Like Governor Baker’s budget, the House FY17 budget includes nothing to pay agreed-upon contracts with faculty and staff, thereby effectively cutting campus budgets. Because of two decades of declining funding, Massachusetts already has some of the highest tuition and fees in the country, leaving our graduates shackled to tens of thousands of dollars of debt for decades.

 

While PHENOM is encouraged by the House FY17 budget’s increase to MassGrant scholarship and its commitment to maintain funding for the High Demand Scholarship Program, it is only a bandaid on the crisis of mounting student debt in Massachusetts. The cuts to the Dual Enrollment program, which increases access and allows high school students to earn college credit, setting back affordability and accessibility in public higher education.

 

“The fundamental problem, which many in the legislature and citizens across the Commonwealth are recognizing,” said Max Page, UMass Amherst professor and PHENOM’s Treasurer, “is that we simply do not have enough tax dollars to provide what our Commonwealth deserves – and that includes, fundamentally, high-quality, debt-free public higher education.

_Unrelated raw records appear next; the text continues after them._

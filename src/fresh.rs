//! Fresh identifiers for generated states and stack symbols.
//!
//! Several conversions introduce states (or stack symbols) that did not
//! exist in the input automaton: the single-initial-state conversions, the
//! acceptance-strategy conversions (bottom-of-stack marker, bookkeeping
//! states), and the stack-write-limit chains. Generated identifiers must
//! never collide with caller-supplied values or with identifiers generated
//! by an earlier conversion stage.
//!
//! The scheme here is flat: a value is either [`MaybeFresh::Input`]
//! (caller-supplied) or [`MaybeFresh::Generated`] (a [`FreshId`] tagged with
//! the provenance stage that created it plus a serial number). An allocator
//! is seeded by scanning the automaton under construction for the highest
//! serial already in use, so chained stages draw from one shared counter and
//! cannot collide regardless of how many stages ran before.

use std::fmt;
use std::hash::Hash;

/// Identifier of a generated state or stack symbol.
///
/// `stage` names the conversion stage that generated the value (for
/// human-readable output such as `"single-initial#0"`); `serial` makes the
/// identifier unique across all stages.
#[derive(Debug, Clone, Copy, PartialEq, Eq, Hash, PartialOrd, Ord)]
pub struct FreshId {
    /// Provenance label of the conversion stage that generated this id.
    pub stage: &'static str,
    /// Serial number, unique within one automaton across all stages.
    pub serial: u64,
}

impl fmt::Display for FreshId {
    fn fmt(&self, f: &mut fmt::Formatter<'_>) -> fmt::Result {
        write!(f, "{}#{}", self.stage, self.serial)
    }
}

/// A state or stack symbol that is either caller-supplied or generated by a
/// conversion stage.
#[derive(Debug, Clone, Copy, PartialEq, Eq, Hash, PartialOrd, Ord)]
pub enum MaybeFresh<T> {
    /// A value from the input automaton.
    Input(T),
    /// A value generated by a conversion stage.
    Generated(FreshId),
}

impl<T> MaybeFresh<T> {
    /// The caller-supplied value, if this is not a generated one.
    pub fn as_input(&self) -> Option<&T> {
        match self {
            MaybeFresh::Input(value) => Some(value),
            MaybeFresh::Generated(_) => None,
        }
    }

    /// Whether this value was generated by a conversion stage.
    pub fn is_generated(&self) -> bool {
        matches!(self, MaybeFresh::Generated(_))
    }
}

impl<T: fmt::Display> fmt::Display for MaybeFresh<T> {
    fn fmt(&self, f: &mut fmt::Formatter<'_>) -> fmt::Result {
        match self {
            MaybeFresh::Input(value) => value.fmt(f),
            MaybeFresh::Generated(id) => id.fmt(f),
        }
    }
}

/// Allocator handing out collision-free [`FreshId`]s for one conversion
/// stage over one automaton.
#[derive(Debug)]
pub struct FreshIdAllocator {
    stage: &'static str,
    next_serial: u64,
}

impl FreshIdAllocator {
    /// Allocator for an automaton that contains no generated values yet.
    pub fn new(stage: &'static str) -> Self {
        Self {
            stage,
            next_serial: 0,
        }
    }

    /// Allocator seeded past every serial already present in `existing`.
    ///
    /// `existing` should yield every `MaybeFresh` value of the automaton
    /// under construction (states and stack symbols alike); the allocator
    /// then starts above the highest serial found, so ids from earlier
    /// stages are never reissued.
    pub fn seeded<'a, T: 'a>(
        stage: &'static str,
        existing: impl IntoIterator<Item = &'a MaybeFresh<T>>,
    ) -> Self {
        let next_serial = existing
            .into_iter()
            .filter_map(|value| match value {
                MaybeFresh::Generated(id) => Some(id.serial + 1),
                MaybeFresh::Input(_) => None,
            })
            .max()
            .unwrap_or(0);
        Self { stage, next_serial }
    }

    /// Hand out the next fresh identifier.
    pub fn fresh(&mut self) -> FreshId {
        let id = FreshId {
            stage: self.stage,
            serial: self.next_serial,
        };
        self.next_serial += 1;
        id
    }

    /// Hand out the next fresh identifier, wrapped as a `MaybeFresh` value.
    pub fn fresh_value<T>(&mut self) -> MaybeFresh<T> {
        MaybeFresh::Generated(self.fresh())
    }
}

#[cfg(test)]
mod tests {
    use super::*;

    #[test]
    fn seeded_allocator_skips_existing_serials() {
        let existing: Vec<MaybeFresh<&str>> = vec![
            MaybeFresh::Input("p"),
            MaybeFresh::Generated(FreshId {
                stage: "single-initial",
                serial: 0,
            }),
            MaybeFresh::Generated(FreshId {
                stage: "empty-stack",
                serial: 3,
            }),
        ];
        let mut alloc = FreshIdAllocator::seeded("stack-writes", existing.iter());
        assert_eq!(alloc.fresh().serial, 4);
        assert_eq!(alloc.fresh().serial, 5);
    }

    #[test]
    fn ids_from_different_stages_never_compare_equal() {
        let a = FreshId {
            stage: "single-initial",
            serial: 0,
        };
        let b = FreshId {
            stage: "empty-stack",
            serial: 0,
        };
        assert_ne!(a, b);
        assert_eq!(a.to_string(), "single-initial#0");
    }
}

Other states are providing it, to our competitive disadvantage.”

 

PHENOM is a member of the Raise Up Massachusetts coalition, which gathered 157,000 signatures to pass a progressive tax constitutional amendment, asking people netting more than a million dollars per year – about 15,000 individuals in total – a small amount in taxes more in order to raise nearly $2 billion that must be dedicated to transportation, quality public education, and making public higher education more affordable.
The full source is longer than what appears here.